─── The records ───
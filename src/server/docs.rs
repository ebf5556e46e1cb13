use utoipa::OpenApi;

use crate::{
    model::{
        api::{ErrorDto, MessageDto, StatusDto},
        record::{
            CreateRecordDto, RecordDto, RecordListResponseDto, RecordResponseDto,
            UpdateRecordDto,
        },
    },
    server::controller::{record, system},
};

#[derive(OpenApi)]
#[openapi(
    paths(
        system::health,
        record::create_record,
        record::get_records,
        record::update_record,
        record::delete_record,
    ),
    components(schemas(
        RecordDto,
        CreateRecordDto,
        UpdateRecordDto,
        RecordResponseDto,
        RecordListResponseDto,
        ErrorDto,
        MessageDto,
        StatusDto,
    )),
    tags(
        (name = "record", description = "Record submission and management"),
        (name = "system", description = "Server status"),
    )
)]
pub struct ApiDoc;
───
◆ **Try it**: All of the entries above should be written out verbatim.

◆ **Finished exercise**:
filename src/server/docs.rs
repository ebf5556e46e1cb13
use utoipa::OpenApi;

use crate::{
    model::{
        api::{ErrorDto, MessageDto, StatusDto},
        record::{
            CreateRecordDto, RecordDto, RecordListResponseDto, RecordResponseDto,
            UpdateRecordDto,
        },
    },
    server::controller::{record, system},
};

#[derive(OpenApi)]
#[openapi(
    paths(
        system::health,
        record::create_record,
        record::get_records,
        record::update_record,
        record::delete_record,
    ),
    components(schemas(
        RecordDto,
        CreateRecordDto,
        UpdateRecordDto,
        RecordResponseDto,
        RecordListResponseDto,
        ErrorDto,
        MessageDto,
        StatusDto,
    )),
    tags(
        (name = "record", description = "Record submission and management"),
        (name = "system", description = "Server status"),
    )
)]
pub struct ApiDoc;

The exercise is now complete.